Ayahuasca Tourism: The Lowdown on Getting High in the Amazon Rainforest

Each year, thousands travel to South America to try this native psychedelic, but the risks are growing.

October 1, 2018 5:00 am
Psychoactive sacred natural medinal plants. Argyreia nervosa, ayahuasca, banisteriopsis caapi, yopo, morning glory and hawaiian baby woodrose seeds. (Getty)
Psychoactive sacred natural medinal plants. Argyreia nervosa, ayahuasca, banisteriopsis caapi, yopo, morning glory and hawaiian baby woodrose seeds. (Getty)
Getty Images/iStockphoto

There are more than 75,000 different plant species that grow in the Amazon.

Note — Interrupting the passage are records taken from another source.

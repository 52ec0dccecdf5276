//! Message authentication: HMAC-SHA1 truncated to the suite tag length.

use hmac::{Hmac, Mac};
use sha1::Sha1;

use super::error::{CryptoError, Result};
use super::suite::AuthAlgorithm;

type HmacSha1 = Hmac<Sha1>;

/// HMAC keyed once with the session authentication key.
///
/// Each packet clones the pre-keyed state instead of re-running the key
/// setup.
pub(crate) enum AuthState {
    HmacSha1(HmacSha1),
}

impl AuthState {
    pub(crate) fn new(algorithm: AuthAlgorithm, auth_key: &[u8]) -> Result<Self> {
        match algorithm {
            AuthAlgorithm::HmacSha1 => {
                let mac = HmacSha1::new_from_slice(auth_key)
                    .map_err(|e| CryptoError::KeySchedule(format!("HMAC-SHA1: {}", e)))?;
                Ok(AuthState::HmacSha1(mac))
            }
        }
    }

    /// Tag over `input || ROC` (RFC 3711, 4.2), truncated to `out.len()`.
    pub(crate) fn hash_rtp(&self, out: &mut [u8], input: &[u8], roc: u32) {
        let AuthState::HmacSha1(mac) = self;
        let mut mac = mac.clone();
        mac.update(input);
        mac.update(&roc.to_be_bytes());
        truncate_into(out, &mac.finalize().into_bytes());
    }

    /// Tag over `input`, which already ends in the E||SRTCP index word.
    pub(crate) fn hash_rtcp(&self, out: &mut [u8], input: &[u8]) {
        let AuthState::HmacSha1(mac) = self;
        let mut mac = mac.clone();
        mac.update(input);
        truncate_into(out, &mac.finalize().into_bytes());
    }

    /// Constant-time check of a truncated RTP tag.
    pub(crate) fn verify_rtp(&self, input: &[u8], roc: u32, tag: &[u8]) -> Result<()> {
        let AuthState::HmacSha1(mac) = self;
        let mut mac = mac.clone();
        mac.update(input);
        mac.update(&roc.to_be_bytes());
        mac.verify_truncated_left(tag)
            .map_err(|_| CryptoError::AuthFailed)
    }

    pub(crate) fn verify_rtcp(&self, input: &[u8], tag: &[u8]) -> Result<()> {
        let AuthState::HmacSha1(mac) = self;
        let mut mac = mac.clone();
        mac.update(input);
        mac.verify_truncated_left(tag)
            .map_err(|_| CryptoError::AuthFailed)
    }
}

fn truncate_into(out: &mut [u8], digest: &[u8]) {
    let n = out.len().min(digest.len());
    out[..n].copy_from_slice(&digest[..n]);
}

But it is the particular combination of one of the region’s species of vine (Banisteriopsis caapi) with one of its species of leaf (Psychotria viridis) that now draws thousands of tourists to South America each year. They are all looking to experience ayahuasca, the powerful psychoactive brew that native Amazonian tribes consider an all-encompassing healing medicine.

But as ayahuasca’s popularity has mushroomed, so too have the dangers associated with taking it. Shady purveyors of the drug now operate amidst the legitimate shaman who dispense it with care. Likewise, fatal drug interactions (particularly when tobacco, stimulants, or other substances are taken with or mixed into the brew) are now among the risks of those seeking mind-altering experiences.

“People need to do their homework before doing this,” said ethnobotanist Chris Kilham. “The most important thing is that when I say ‘drinking ayahuasca,’ I mean engaging in the ceremony with a talented shaman and not just swallowing the brew in somebody’s basement. Swallowing the brew is part—and only part—of the experience.”

Kilham knows whereof he speaks. Once called the “Indiana Jones of natural medicine,” by CNN, Kilham has spent more than four decades conducting research on traditional plant-based medicines through botanical expeditions worldwide. He often stays in local villages as a part of his research. While there, he looks to connect Western medical practices to the natural, homeopathic plant remedies that indigenous peoples have used for thousands of years.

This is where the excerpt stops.